ASSIGNMENT:
In exact form, set down only those lines of the material that run from its first line to the line with "tool needs one", inclusive.

THE DATA:
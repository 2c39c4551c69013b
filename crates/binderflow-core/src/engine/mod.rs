//! # Engine Module
//!
//! This module drives the external tools of a design run and applies the
//! final filter to what they report.
//!
//! ## Overview
//!
//! Each external tool is wrapped by a stage in [`stages`]. A stage validates
//! its input directory, stages a scratch copy where the tool needs one
//! ([`scratch`]), assembles a command and launches it through the
//! [`process::ToolRunner`] seam. Parsed results are written back into the
//! run's [`DesignSet`](crate::core::models::design::DesignSet).
//!
//! ## Architecture
//!
//! - **Configuration** ([`config`]) - Validated, immutable parameters for every stage
//! - **Run Context** ([`context`]) - The per-run label, tracing span and progress reporter
//! - **Process Execution** ([`process`]) - Command description and the local process runner
//! - **Progress Monitoring** ([`progress`]) - Progress events for the user interface
//! - **Filtering** ([`filter`]) - Threshold selection over the aggregated metrics
//! - **Error Handling** ([`error`]) - Fatal pipeline errors

pub mod config;
pub mod context;
pub mod error;
pub mod filter;
pub mod process;
pub mod progress;
pub mod scratch;
pub mod stages;
use crate::error::{CliError, Result};
use std::fs::File;
use std::path::Path;
use tracing_subscriber::{filter::LevelFilter, fmt, prelude::*};

pub fn level_filter(verbosity: u8, quiet: bool) -> LevelFilter {
    if quiet {
        return LevelFilter::OFF;
    }
    match verbosity {
        0 => LevelFilter::WARN,
        1 => LevelFilter::INFO,
        2 => LevelFilter::DEBUG,
        _ => LevelFilter::TRACE,
    }
}

/// Installs the process-wide subscriber: a compact stderr layer and, when
/// `log_file` is given, a plain-text file layer with thread ids and targets.
pub fn setup_logging(verbosity: u8, quiet: bool, log_file: Option<&Path>) -> Result<()> {
    let stderr_layer = fmt::layer()
        .with_writer(std::io::stderr)
        .with_ansi(true)
        .with_target(false)
        .compact();

    let subscriber = tracing_subscriber::registry()
        .with(level_filter(verbosity, quiet))
        .with(stderr_layer);

    match log_file {
        Some(path) => {
            let file = File::create(path).map_err(CliError::Io)?;
            let file_layer = fmt::layer()
                .with_writer(file)
                .with_ansi(false)
                .with_thread_ids(true)
                .with_target(true);
            subscriber.with(file_layer).try_init()
        }
        None => subscriber.try_init(),
    }
    .map_err(|e| CliError::Other(anyhow::anyhow!("Failed to install logger: {}", e)))
}

#[cfg(test)]
mod tests {
    use super::*;
    use serial_test::serial;
    use std::sync::Once;
    use tracing::{debug, info, warn};

    static INIT: Once = Once::new();

    fn ensure_global_logger_is_set() {
        INIT.call_once(|| {
            setup_logging(3, false, None).expect("Failed to set up global logger for tests");
        });
    }

    #[test]
    fn verbosity_maps_to_levels() {
        assert_eq!(level_filter(0, false), LevelFilter::WARN);
        assert_eq!(level_filter(1, false), LevelFilter::INFO);
        assert_eq!(level_filter(2, false), LevelFilter::DEBUG);
        assert_eq!(level_filter(7, false), LevelFilter::TRACE);
        assert_eq!(level_filter(3, true), LevelFilter::OFF);
    }

    #[test]
    #[serial]
    fn global_logger_accepts_macros() {
        ensure_global_logger_is_set();
        warn!("warn from test");
        info!(stage = "backbone", "info from test");
        debug!("debug from test");
    }

    #[test]
    #[serial]
    fn second_installation_is_reported_not_panicked() {
        ensure_global_logger_is_set();
        assert!(matches!(
            setup_logging(0, false, None),
            Err(CliError::Other(_))
        ));
    }

    #[test]
    #[serial]
    fn file_layer_writes_thread_ids_and_levels() {
        let temp_dir = tempfile::tempdir().unwrap();
        let log_path = temp_dir.path().join("run.log");

        let file = File::create(&log_path).unwrap();
        let file_layer = fmt::layer()
            .with_writer(file)
            .with_ansi(false)
            .with_thread_ids(true);
        let subscriber = tracing_subscriber::registry().with(file_layer);

        tracing::subscriber::with_default(subscriber, || {
            debug!("Scoring design_4");
        });

        let content = std::fs::read_to_string(log_path).unwrap();
        assert!(content.contains("Scoring design_4"));
        assert!(content.contains("DEBUG"));
        assert!(content.contains("ThreadId"));
    }

    #[test]
    #[serial]
    fn unwritable_log_file_is_an_io_error() {
        let dir = tempfile::tempdir().unwrap();
        let result = setup_logging(0, false, Some(dir.path()));
        assert!(matches!(result, Err(CliError::Io(_))));
    }
}
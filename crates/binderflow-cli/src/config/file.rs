use crate::error::{CliError, Result};
use serde::Deserialize;
use std::path::{Path, PathBuf};
use tracing::debug;

#[derive(Deserialize, Debug, Default, Clone)]
#[serde(rename_all = "kebab-case", deny_unknown_fields)]
pub struct FileTargetConfig {
    pub pdb_id: Option<String>,
    pub input_dir: Option<PathBuf>,
    pub file: Option<String>,
}

#[derive(Deserialize, Debug, Default, Clone)]
#[serde(rename_all = "kebab-case", deny_unknown_fields)]
pub struct FileBackboneConfig {
    pub docker: Option<String>,
    pub image: Option<String>,
    pub gpus: Option<bool>,
    pub models_dir: Option<PathBuf>,
    pub output_dir: Option<PathBuf>,
    pub output_prefix: Option<String>,
    pub contigs: Option<String>,
    pub hotspots: Option<String>,
    pub noise_scale: Option<f64>,
}

#[derive(Deserialize, Debug, Default, Clone)]
#[serde(rename_all = "kebab-case", deny_unknown_fields)]
pub struct FileSequenceConfig {
    pub conda: Option<String>,
    pub environment: Option<String>,
    pub python: Option<String>,
    pub script: Option<PathBuf>,
    pub scratch_dir: Option<PathBuf>,
    pub output_dir: Option<PathBuf>,
    pub relax_cycles: Option<u32>,
    pub seqs_per_struct: Option<u32>,
    pub checkpoint: Option<PathBuf>,
}

#[derive(Deserialize, Debug, Default, Clone)]
#[serde(rename_all = "kebab-case", deny_unknown_fields)]
pub struct FilePredictionConfig {
    pub conda: Option<String>,
    pub environment: Option<String>,
    pub python: Option<String>,
    pub script: Option<PathBuf>,
    pub scratch_dir: Option<PathBuf>,
    pub output_dir: Option<PathBuf>,
}

#[derive(Deserialize, Debug, Default, Clone)]
#[serde(rename_all = "kebab-case", deny_unknown_fields)]
pub struct FileScoringConfig {
    pub enabled: Option<bool>,
    pub executable: Option<PathBuf>,
    pub work_dir: Option<PathBuf>,
    pub score_column: Option<String>,
    pub timeout_secs: Option<u64>,
    pub extra_args: Option<Vec<String>>,
}

#[derive(Deserialize, Debug, Default, Clone, Copy)]
#[serde(rename_all = "kebab-case", deny_unknown_fields)]
pub struct FileFilterConfig {
    pub min_plddt_binder: Option<f64>,
    pub max_pae_interaction: Option<f64>,
    pub max_binder_aligned_rmsd: Option<f64>,
    pub max_ddg: Option<f64>,
}

#[derive(Deserialize, Debug, Default, Clone)]
#[serde(rename_all = "kebab-case", deny_unknown_fields)]
pub struct FileStagesConfig {
    pub from: Option<String>,
    pub to: Option<String>,
}

#[derive(Deserialize, Debug, Default, Clone)]
#[serde(rename_all = "kebab-case", deny_unknown_fields)]
pub struct FileConfig {
    pub num_designs: Option<usize>,
    pub report: Option<PathBuf>,
    pub target: Option<FileTargetConfig>,
    pub backbone: Option<FileBackboneConfig>,
    pub sequence: Option<FileSequenceConfig>,
    pub prediction: Option<FilePredictionConfig>,
    pub scoring: Option<FileScoringConfig>,
    pub filter: Option<FileFilterConfig>,
    pub stages: Option<FileStagesConfig>,
}

impl FileConfig {
    pub fn from_file(path: &Path) -> Result<Self> {
        debug!("Loading configuration from file: {:?}", path);
        let content = std::fs::read_to_string(path)?;
        toml::from_str(&content).map_err(|e| CliError::parsing(path, e))
    }
}
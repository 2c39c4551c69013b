pub mod filter;
pub mod run;
pub mod target;
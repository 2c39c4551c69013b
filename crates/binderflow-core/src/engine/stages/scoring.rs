use super::{require_dir, run_tool};
use crate::core::io::score_file::read_score_value;
use crate::core::models::design::{DesignId, DesignSet, contains_design_token, valid_metric};
use crate::engine::config::ScoringConfig;
use crate::engine::context::RunContext;
use crate::engine::error::PipelineError;
use crate::engine::process::{ToolCommand, ToolRunner};
use crate::engine::progress::Progress;
use crate::engine::scratch::remove_file_logged;
use std::fs;
use std::path::{Path, PathBuf};
use tracing::{info, warn};

const STAGE: &str = "scoring";

/// Suffix the scorer appends to the stem of every structure it writes.
const OUTPUT_STRUCTURE_SUFFIX: &str = "_0001.pdb";

/// The first predicted structure (by file name) belonging to `id`, if any.
pub fn find_prediction(dir: &Path, id: DesignId) -> Result<Option<PathBuf>, PipelineError> {
    let mut candidates = Vec::new();
    for entry in fs::read_dir(dir)? {
        let path = entry?.path();
        let is_pdb = path.extension().is_some_and(|ext| ext == "pdb");
        let matches = path
            .file_name()
            .and_then(|name| name.to_str())
            .is_some_and(|name| contains_design_token(name, id));
        if is_pdb && matches && path.is_file() {
            candidates.push(path);
        }
    }
    candidates.sort();
    Ok(candidates.into_iter().next())
}

pub fn score_file_path(config: &ScoringConfig, id: DesignId) -> PathBuf {
    config.work_dir.join(format!("{}.sc", id))
}

/// Where the scorer writes its copy of `structure`.
pub fn output_structure_path(config: &ScoringConfig, structure: &Path) -> PathBuf {
    let stem = structure
        .file_stem()
        .map(|s| s.to_string_lossy().into_owned())
        .unwrap_or_default();
    config
        .work_dir
        .join(format!("{}{}", stem, OUTPUT_STRUCTURE_SUFFIX))
}

pub fn command(config: &ScoringConfig, structure: &Path, id: DesignId) -> ToolCommand {
    ToolCommand::new(config.executable.to_string_lossy())
        .arg("-s")
        .path_arg(structure)
        .arg("-out:file:scorefile")
        .path_arg(&score_file_path(config, id))
        .arg("-out:path:pdb")
        .path_arg(&config.work_dir)
        .args(config.extra_args.iter().map(String::as_str))
        .timeout(config.timeout)
}

/// Scores every design that has a predicted structure and stores the result
/// as its `ddg`. Returns the number of designs that received a value.
pub async fn run(
    ctx: &RunContext<'_>,
    runner: &dyn ToolRunner,
    designs: &mut DesignSet,
) -> Result<usize, PipelineError> {
    let Some(config) = &ctx.config.scoring else {
        return Ok(0);
    };
    let predictions = &ctx.config.prediction.output_dir;
    require_dir(STAGE, predictions)?;
    fs::create_dir_all(&config.work_dir)?;

    let ids: Vec<DesignId> = designs.ids().collect();
    ctx.report(Progress::TaskStart {
        total: ids.len() as u64,
    });

    let mut scored = 0;
    for id in ids {
        ctx.report(Progress::StatusUpdate {
            text: format!("Scoring {}", id),
        });
        if score_design(ctx, runner, config, predictions, id, designs).await? {
            scored += 1;
        }
        ctx.report(Progress::TaskIncrement { amount: 1 });
    }
    ctx.report(Progress::TaskFinish);

    info!("Scored {} of {} designs", scored, designs.len());
    Ok(scored)
}

async fn score_design(
    ctx: &RunContext<'_>,
    runner: &dyn ToolRunner,
    config: &ScoringConfig,
    predictions: &Path,
    id: DesignId,
    designs: &mut DesignSet,
) -> Result<bool, PipelineError> {
    let Some(structure) = find_prediction(predictions, id)? else {
        warn!("No predicted structure for {}; skipping scoring", id);
        ctx.report(Progress::Message(format!(
            "No predicted structure for {}; not scored",
            id
        )));
        return Ok(false);
    };

    let cmd = command(config, &structure, id);
    run_tool(ctx, runner, STAGE, &cmd).await?;

    let score_file = score_file_path(config, id);
    let value = match read_score_value(&score_file, &config.score_column) {
        Ok(value) => value,
        Err(e) => {
            warn!(
                "Could not read '{}' for {} from {:?}: {}",
                config.score_column, id, score_file, e
            );
            return Ok(false);
        }
    };
    let Some(ddg) = valid_metric(value) else {
        warn!(
            "'{}' for {} in {:?} is not a number; leaving ddg absent",
            config.score_column, id, score_file
        );
        return Ok(false);
    };
    designs.update(id, |m| m.ddg = Some(ddg));

    remove_file_logged(&score_file);
    remove_file_logged(&output_structure_path(config, &structure));
    Ok(true)
}
/// Fallback values used when neither the CLI nor the config file sets a key.
pub struct DefaultsConfig {
    pub num_designs: usize,
    pub docker_executable: &'static str,
    pub backbone_image: &'static str,
    pub use_gpus: bool,
    pub noise_scale: f64,
    pub models_dir: &'static str,
    pub target_dir: &'static str,
    pub backbone_output_dir: &'static str,
    pub conda_executable: &'static str,
    pub conda_environment: &'static str,
    pub python: &'static str,
    pub sequence_script: &'static str,
    pub sequence_scratch_dir: &'static str,
    pub sequence_output_dir: &'static str,
    pub relax_cycles: u32,
    pub seqs_per_struct: u32,
    pub prediction_script: &'static str,
    pub prediction_scratch_dir: &'static str,
    pub prediction_output_dir: &'static str,
    pub scoring_work_dir: &'static str,
    pub score_column: &'static str,
    pub scoring_timeout_secs: u64,
    pub report_path: &'static str,
}

impl Default for DefaultsConfig {
    fn default() -> Self {
        Self {
            num_designs: 20,
            docker_executable: "docker",
            backbone_image: "rfdiffusion",
            use_gpus: true,
            noise_scale: 0.0,
            models_dir: "models",
            target_dir: "inputs",
            backbone_output_dir: "outputs/backbones",
            conda_executable: "conda",
            conda_environment: "binder_design",
            python: "python",
            sequence_script: "dl_binder_design/mpnn_fr/dl_interface_design.py",
            sequence_scratch_dir: "scratch/mpnn",
            sequence_output_dir: "outputs/sequences",
            relax_cycles: 1,
            seqs_per_struct: 1,
            prediction_script: "dl_binder_design/af2_initial_guess/predict.py",
            prediction_scratch_dir: "scratch/af2",
            prediction_output_dir: "outputs/predictions",
            scoring_work_dir: "outputs/scores",
            score_column: "ddg",
            scoring_timeout_secs: 600,
            report_path: "designs.csv",
        }
    }
}
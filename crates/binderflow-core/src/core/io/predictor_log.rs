//! Line parser for the text stream printed by the AlphaFold2 initial-guess
//! predictor.
//!
//! The stream interleaves plain progress lines, some of which name the design
//! being predicted (`..._design_3_dldesign_0...`), with dictionary-literal lines
//! holding that design's metrics. A metrics line belongs to the design named
//! most recently above it.

use super::literal::{self, DictLiteral};
use crate::core::models::design::{
    DesignId, DesignMetrics, DesignSet, first_design_token, valid_metric,
};
use tracing::{debug, warn};

pub const PLDDT_BINDER: &str = "plddt_binder";
pub const PAE_INTERACTION: &str = "pae_interaction";
pub const BINDER_ALIGNED_RMSD: &str = "binder_aligned_rmsd";

/// The classification of a single predictor output line.
#[derive(Debug, Clone, PartialEq)]
pub enum PredictorLine {
    DesignMarker(DesignId),
    Metrics(DictLiteral),
    Other,
}

pub fn classify_line(line: &str) -> PredictorLine {
    let trimmed = line.trim();
    if literal::looks_like_dict(trimmed) {
        return match literal::parse_dict(trimmed) {
            Ok(dict) => PredictorLine::Metrics(dict),
            Err(e) => {
                debug!("Ignoring malformed metrics line '{}': {}", trimmed, e);
                PredictorLine::Other
            }
        };
    }

    first_design_token(trimmed)
        .map(PredictorLine::DesignMarker)
        .unwrap_or(PredictorLine::Other)
}

#[derive(Debug, Clone, Copy, PartialEq, Eq, Default)]
pub enum ParserState {
    #[default]
    AwaitingDesign,
    AwaitingMetrics {
        current: DesignId,
    },
    MetricsSeen {
        current: DesignId,
    },
}

/// Metrics extracted from one dictionary line for one design.
#[derive(Debug, Clone, Copy, PartialEq)]
pub struct MetricUpdate {
    pub id: DesignId,
    pub plddt_binder: Option<f64>,
    pub pae_interaction: Option<f64>,
    pub binder_aligned_rmsd: Option<f64>,
}

impl MetricUpdate {
    fn from_dict(id: DesignId, dict: &DictLiteral) -> Self {
        let field = |key: &str| {
            match dict.get(key) {
                Some(value) if value.as_number().is_none() => {
                    warn!("Metric '{}' for {} is not a number: {:?}", key, id, value);
                }
                _ => {}
            }
            dict.number(key).and_then(valid_metric)
        };
        Self {
            id,
            plddt_binder: field(PLDDT_BINDER),
            pae_interaction: field(PAE_INTERACTION),
            binder_aligned_rmsd: field(BINDER_ALIGNED_RMSD),
        }
    }

    /// Fields missing from the update leave the existing values untouched.
    pub fn apply_to(&self, metrics: &mut DesignMetrics) {
        if let Some(v) = self.plddt_binder {
            metrics.plddt_binder = Some(v);
        }
        if let Some(v) = self.pae_interaction {
            metrics.pae_interaction = Some(v);
        }
        if let Some(v) = self.binder_aligned_rmsd {
            metrics.binder_aligned_rmsd = Some(v);
        }
    }
}

#[derive(Debug, Default)]
pub struct PredictorLogParser {
    state: ParserState,
}

impl PredictorLogParser {
    pub fn new() -> Self {
        Self::default()
    }

    pub fn state(&self) -> ParserState {
        self.state
    }

    pub fn feed(&mut self, line: &str) -> Option<MetricUpdate> {
        match (classify_line(line), self.state) {
            (PredictorLine::DesignMarker(id), _) => {
                self.state = ParserState::AwaitingMetrics { current: id };
                None
            }
            (PredictorLine::Metrics(_), ParserState::AwaitingDesign) => {
                debug!("Metrics line before any design identifier; dropping it.");
                None
            }
            (PredictorLine::Metrics(dict), ParserState::AwaitingMetrics { current }) => {
                self.state = ParserState::MetricsSeen { current };
                Some(MetricUpdate::from_dict(current, &dict))
            }
            (PredictorLine::Metrics(dict), ParserState::MetricsSeen { current }) => {
                warn!(
                    "Second metrics line for {} without a new design identifier; the later values replace the earlier ones.",
                    current
                );
                Some(MetricUpdate::from_dict(current, &dict))
            }
            (PredictorLine::Other, _) => None,
        }
    }
}

/// Parses `text` and writes every attributed metric into `designs`.
/// Returns the number of metric lines that were applied to a known design.
pub fn apply_predictor_output(text: &str, designs: &mut DesignSet) -> usize {
    let mut parser = PredictorLogParser::new();
    text.lines()
        .filter_map(|line| parser.feed(line))
        .filter(|update| designs.update(update.id, |m| update.apply_to(m)))
        .count()
}

#[cfg(test)]
mod tests {
    use super::*;

    const METRICS_3: &str =
        "{'plddt_binder': 85.1, 'pae_interaction': 5.2, 'binder_aligned_rmsd': 0.4}";

    #[test]
    fn metrics_after_design_marker_populate_that_design() {
        let text = format!("Processing 5O45_design_3_dldesign_0_cycle1\n{}\n", METRICS_3);
        let mut designs = DesignSet::with_count(5);

        assert_eq!(apply_predictor_output(&text, &mut designs), 1);

        let m = designs.get(DesignId(3)).unwrap().metrics;
        assert_eq!(m.plddt_binder, Some(85.1));
        assert_eq!(m.pae_interaction, Some(5.2));
        assert_eq!(m.binder_aligned_rmsd, Some(0.4));
        assert_eq!(m.ddg, None);
        assert!(designs.get(DesignId(0)).unwrap().metrics.is_empty());
    }

    #[test]
    fn first_design_token_on_a_line_wins() {
        assert_eq!(
            classify_line("5O45_design_3_dldesign_0"),
            PredictorLine::DesignMarker(DesignId(3))
        );
    }

    #[test]
    fn designer_suffix_alone_is_not_a_marker() {
        assert_eq!(
            classify_line("relaxed 5O45_dldesign_7_cycle1"),
            PredictorLine::Other
        );
    }

    #[test]
    fn metrics_after_designer_suffix_line_stay_with_previous_design() {
        let text = format!(
            "5O45_design_2_dldesign_0_cycle1\nrelaxed 5O45_dldesign_1_cycle1\n{}\n",
            METRICS_3
        );
        let mut designs = DesignSet::with_count(3);
        assert_eq!(apply_predictor_output(&text, &mut designs), 1);
        assert_eq!(
            designs.get(DesignId(2)).unwrap().metrics.plddt_binder,
            Some(85.1)
        );
        assert!(designs.get(DesignId(1)).unwrap().metrics.is_empty());
    }

    #[test]
    fn metrics_without_preceding_marker_are_dropped() {
        let mut designs = DesignSet::with_count(2);
        assert_eq!(apply_predictor_output(METRICS_3, &mut designs), 0);
        assert!(designs.iter().all(|r| r.metrics.is_empty()));
    }

    #[test]
    fn metrics_are_attributed_to_the_most_recent_marker() {
        let text = format!(
            "design_0\nsome log line\ndesign_1\nanother line\n{}\n",
            METRICS_3
        );
        let mut designs = DesignSet::with_count(2);
        apply_predictor_output(&text, &mut designs);
        assert!(designs.get(DesignId(0)).unwrap().metrics.is_empty());
        assert_eq!(
            designs.get(DesignId(1)).unwrap().metrics.plddt_binder,
            Some(85.1)
        );
    }

    #[test]
    fn second_metrics_line_for_same_design_overwrites_the_first() {
        let text = "design_0\n{'plddt_binder': 70.0, 'pae_interaction': 3.0}\n{'plddt_binder': 91.0}\n";
        let mut designs = DesignSet::with_count(1);
        assert_eq!(apply_predictor_output(text, &mut designs), 2);
        let m = designs.get(DesignId(0)).unwrap().metrics;
        assert_eq!(m.plddt_binder, Some(91.0));
        assert_eq!(m.pae_interaction, Some(3.0));
    }

    #[test]
    fn parser_state_tracks_markers_and_metrics() {
        let mut parser = PredictorLogParser::new();
        assert_eq!(parser.state(), ParserState::AwaitingDesign);
        parser.feed("design_2");
        assert_eq!(
            parser.state(),
            ParserState::AwaitingMetrics {
                current: DesignId(2)
            }
        );
        parser.feed(METRICS_3);
        assert_eq!(
            parser.state(),
            ParserState::MetricsSeen {
                current: DesignId(2)
            }
        );
    }

    #[test]
    fn unsafe_or_malformed_dict_lines_are_ignored() {
        let text = "design_0\n{'plddt_binder': __import__('os').system('ls')}\n";
        let mut designs = DesignSet::with_count(1);
        assert_eq!(apply_predictor_output(text, &mut designs), 0);
        assert!(designs.get(DesignId(0)).unwrap().metrics.is_empty());
    }

    #[test]
    fn non_numeric_and_nan_values_leave_fields_absent() {
        let text = "design_0\n{'plddt_binder': 'high', 'pae_interaction': nan, 'binder_aligned_rmsd': 0.7}\n";
        let mut designs = DesignSet::with_count(1);
        apply_predictor_output(text, &mut designs);
        let m = designs.get(DesignId(0)).unwrap().metrics;
        assert_eq!(m.plddt_binder, None);
        assert_eq!(m.pae_interaction, None);
        assert_eq!(m.binder_aligned_rmsd, Some(0.7));
    }

    #[test]
    fn metrics_for_designs_outside_the_set_are_not_counted() {
        let text = format!("design_9\n{}\n", METRICS_3);
        let mut designs = DesignSet::with_count(2);
        assert_eq!(apply_predictor_output(&text, &mut designs), 0);
    }
}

RESPONSE TO THIS TASK:
repository 2c39c4551c69013b
filename crates/binderflow-core/src/engine/mod.rs
//! # Engine Module
//!
//! This module drives the external tools of a design run and applies the
//! final filter to what they report.
//!
//! ## Overview
//!
//! Each external tool is wrapped by a stage in [`stages`]. A stage validates
//! its input directory, stages a scratch copy where the tool needs one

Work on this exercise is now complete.